Indian Cafe Racer
DIAMOND LIFE
Having received not one, but three recent recommendations about this ‘hidden gem’—and two from ‘foodies’ I hold in high esteem—I’ve succumbed to the noise that’s been uniformly effusive and gushing. Besides, we’re pre-theatre dining ahead of a visit to the Hippodrome, so we couldn’t be much better located to seize the opportunity.
Despite being aware it’s located in the Duke of Wellington pub/hotel, it’s still an inauspicious start as we head through the sparsely populated bar with multiple TV screens showing a mix of Aussie Rules Football, The Premier League and snooker. And although we head just twenty metres away on the other side of the bar it feels like a through the wardrobe Narnia-esque transformation. This includes a greeting so warm and heartfelt it’s like a hug that dissolves away all the troubles of the world. Even at 5.45 the room is already half full and the air is full of ambrosial aromas that crank my appetite up to drooling point.
When handing over the menus it’s explained that whilst they look after the kitchen, they hold no sway at all over the bar, “so cocktails are best avoided”, which is just about the best ice breaker ever. We’re happy with beers and the only decision is whether to go down the starter and main route or the sharing option, but it’s the sort of menu that has me wanting to try as many dishes as possible so it‘s the latter that wins out.
First up is gol gappa; crispy shells filled with chick peas, potato and vermicelli, accompanied by a sweet, tamarind and mint-loaded pouring sauce with a spicy kick. We clash knuckles going for the final shell, but I’m there first and they’re far too addictive for me to even remotely consider any act of chivalry.
Unfortunately, that does mean I feel I should offer to step aside on the last of three lemony-Thai style crab cakes that seem as light as they are dense and full of flavours that entice every last taste bud into action. I watch mournfully as it disappears without even an offer of a small bite, despite my pleading eyes.
Thankfully, there’s an even number of ‘spiced lamb chops’, even though that’s just one each. They’re a generous size with tenderness and flavour in abundance from being marinated overnight, then finished in the tandoor, complete with requisite crunchy burnt bits.
Providing the wetness is easily the best gobi manchurian I’ve ever experienced; its sweet and sour sauce is pitch perfect but even more magical are cauliflower florets perfect on the bite and coated in a batter that remains crispy. And just when you think this dish couldn’t be made any better there are wonderful mini nuggets of crunchy batter in the sauce.

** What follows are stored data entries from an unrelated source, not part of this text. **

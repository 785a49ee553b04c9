//! core-keymap: command descriptors and the key trie they are reached through.
//!
//! Design principles:
//! - The trie is built once and is read-only afterwards; lookup is a pure
//!   function of `(cursor, key)`.
//! - One root per `MappingMode`; operator-pending has its own restricted root.
//! - Nodes are a closed sum type (`Branch` / `Command`); a branch may carry an
//!   argument descriptor that resolves when the next key is not an explicit
//!   child.
//! - No side effects: logging only at TRACE for traversal steps, DEBUG/WARN
//!   while building.

use std::fmt;
use std::sync::Arc;

use core_events::KeyEvent;
use serde::Deserialize;

mod baseline;
mod command;
pub mod notation;
mod trie;

pub use baseline::baseline_specs;
pub use command::{Argument, Command};
pub use notation::{NotationError, format_keys, parse_keys};
pub use trie::{KeyTrie, Lookup, NodeId};

// -------------------------------------------------------------------------------------------------
// Mapping modes
// -------------------------------------------------------------------------------------------------
/// Which trie root is active for lookup.
#[derive(Debug, Clone, Copy, PartialEq, Eq, Hash, Default, Deserialize)]
#[serde(rename_all = "snake_case")]
pub enum MappingMode {
    #[default]
    Normal,
    Visual,
    OperatorPending,
    Insert,
}

impl MappingMode {
    pub const ALL: [MappingMode; 4] = [
        MappingMode::Normal,
        MappingMode::Visual,
        MappingMode::OperatorPending,
        MappingMode::Insert,
    ];

    pub(crate) const fn index(self) -> usize {
        match self {
            MappingMode::Normal => 0,
            MappingMode::Visual => 1,
            MappingMode::OperatorPending => 2,
            MappingMode::Insert => 3,
        }
    }
}

// -------------------------------------------------------------------------------------------------
// Command classification
// -------------------------------------------------------------------------------------------------
#[derive(Debug, Clone, Copy, PartialEq, Eq, Hash, Deserialize)]
#[serde(rename_all = "snake_case")]
pub enum CommandKind {
    Motion,
    Insert,
    Delete,
    Change,
    Copy,
    Paste,
    Reset,
    SelectRegister,
    OtherReadOnly,
    OtherWritable,
}

impl CommandKind {
    /// Kinds that never mutate the document and may run on read-only buffers.
    pub const fn is_read_only(self) -> bool {
        matches!(
            self,
            CommandKind::Motion
                | CommandKind::Copy
                | CommandKind::Reset
                | CommandKind::SelectRegister
                | CommandKind::OtherReadOnly
        )
    }
}

bitflags::bitflags! {
    #[derive(Clone, Copy, Debug, PartialEq, Eq, Hash, Default)]
    pub struct CommandFlags: u16 {
        /// Operator: switch to the operator-pending mapping while its motion is typed.
        const OP_PEND       = 1 << 0;
        /// Keep a temporary mode alive after execution (e.g. register selection).
        const EXPECT_MORE   = 1 << 1;
        const LINEWISE      = 1 << 2;
        const CHARACTERWISE = 1 << 3;
        const INCLUSIVE     = 1 << 4;
        const EXCLUSIVE     = 1 << 5;
        const SAVE_JUMP     = 1 << 6;
    }
}

/// Kind of argument a command waits for after its own keys.
#[derive(Debug, Clone, Copy, PartialEq, Eq, Hash, Default, Deserialize)]
#[serde(rename_all = "snake_case")]
pub enum ArgumentKind {
    #[default]
    None,
    Character,
    Motion,
}

// -------------------------------------------------------------------------------------------------
// Action identifiers
// -------------------------------------------------------------------------------------------------
/// Opaque name of an editing action; cloning shares the string.
#[derive(Debug, Clone, PartialEq, Eq, Hash, PartialOrd, Ord)]
pub struct ActionId(Arc<str>);

impl ActionId {
    pub fn new(name: impl Into<Arc<str>>) -> Self {
        Self(name.into())
    }

    pub fn as_str(&self) -> &str {
        &self.0
    }
}

impl From<&str> for ActionId {
    fn from(name: &str) -> Self {
        Self::new(name)
    }
}

impl From<String> for ActionId {
    fn from(name: String) -> Self {
        Self::new(name)
    }
}

impl fmt::Display for ActionId {
    fn fmt(&self, f: &mut fmt::Formatter<'_>) -> fmt::Result {
        f.write_str(&self.0)
    }
}

// -------------------------------------------------------------------------------------------------
// Descriptors
// -------------------------------------------------------------------------------------------------
/// What a trie node resolves to. `action == None` is a configuration defect
/// that the interpreter reports when the node is reached.
#[derive(Debug, Clone, PartialEq, Eq)]
pub struct CommandSpec {
    pub action: Option<ActionId>,
    pub kind: CommandKind,
    pub flags: CommandFlags,
    /// Declared argument kind; only meaningful on argument nodes.
    pub argument: ArgumentKind,
}

impl CommandSpec {
    pub fn new(action: impl Into<ActionId>, kind: CommandKind, flags: CommandFlags) -> Self {
        Self {
            action: Some(action.into()),
            kind,
            flags,
            argument: ArgumentKind::None,
        }
    }

    /// Descriptor without a bound action.
    pub fn unbound(kind: CommandKind, flags: CommandFlags) -> Self {
        Self {
            action: None,
            kind,
            flags,
            argument: ArgumentKind::None,
        }
    }
}

/// One mapping to insert into the trie.
#[derive(Debug, Clone)]
pub struct MappingSpec {
    pub mode: MappingMode,
    pub sequence: Vec<KeyEvent>,
    pub command: CommandSpec,
    /// `None` maps `sequence` to a command leaf. `Some(kind)` attaches an
    /// argument descriptor to the branch reached by `sequence`.
    pub argument: Option<ArgumentKind>,
}

impl MappingSpec {
    pub fn command(mode: MappingMode, sequence: Vec<KeyEvent>, command: CommandSpec) -> Self {
        Self {
            mode,
            sequence,
            command,
            argument: None,
        }
    }

    pub fn with_argument(
        mode: MappingMode,
        sequence: Vec<KeyEvent>,
        command: CommandSpec,
        argument: ArgumentKind,
    ) -> Self {
        Self {
            mode,
            sequence,
            command,
            argument: Some(argument),
        }
    }
}

#[cfg(test)]
mod tests {
    use super::*;

    #[test]
    fn read_only_kinds() {
        assert!(CommandKind::Motion.is_read_only());
        assert!(CommandKind::Copy.is_read_only());
        assert!(CommandKind::SelectRegister.is_read_only());
        assert!(!CommandKind::Delete.is_read_only());
        assert!(!CommandKind::Insert.is_read_only());
        assert!(!CommandKind::OtherWritable.is_read_only());
    }

    #[test]
    fn flag_names_resolve_for_config() {
        assert_eq!(CommandFlags::from_name("OP_PEND"), Some(CommandFlags::OP_PEND));
        assert_eq!(
            CommandFlags::from_name("EXPECT_MORE"),
            Some(CommandFlags::EXPECT_MORE)
        );
        assert_eq!(CommandFlags::from_name("nope"), None);
    }

    #[test]
    fn action_id_shares_and_displays() {
        let a = ActionId::from("VimMotionLeft");
        let b = a.clone();
        assert_eq!(a, b);
        assert_eq!(b.to_string(), "VimMotionLeft");
        assert_eq!(a.as_str(), "VimMotionLeft");
    }
}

After that wave of small plates there’s a small break in proceedings which brings time to order another pint and take in the surroundings. The pub is Grade II listed, so it has good bones and looks like it’s been recently refurbished, but the dining room has very much its own Indian Cafe Racer personality… not least the Royal Enfield motorbike that’s very much the focal point and a late sixties jazzy, psychedelic, Indian fusion soundtrack that oozes far more cool than my attempt to pin it down.
Off the mains we’re sharing a slow cooked, meat loaded, succulent Rajastani lamb that’s nothing short of layers of curry perfection, complete with a faint hint of smokiness. We’ve paired it with a light, billowing and garlic loaded nan and whilst scraping up the last of the sauce I feel a surge of triumph for no reason other than having finished off five dishes of food of sublime quality and they’ve all been beautifully presented too.
Our total bill is a frankly fabulous £69.20 (£54.20 Food / £15 Drinks) plus a well deserved tip; service is genuinely first class, like old school first class… not just efficient but full of charm too.
So, here I am being effusive and gushing, adding to the positive noise about this wonderful place that surely won’t stay a ‘hidden gem’ for very much longer, if indeed it still is. My advice is to get in whilst you can!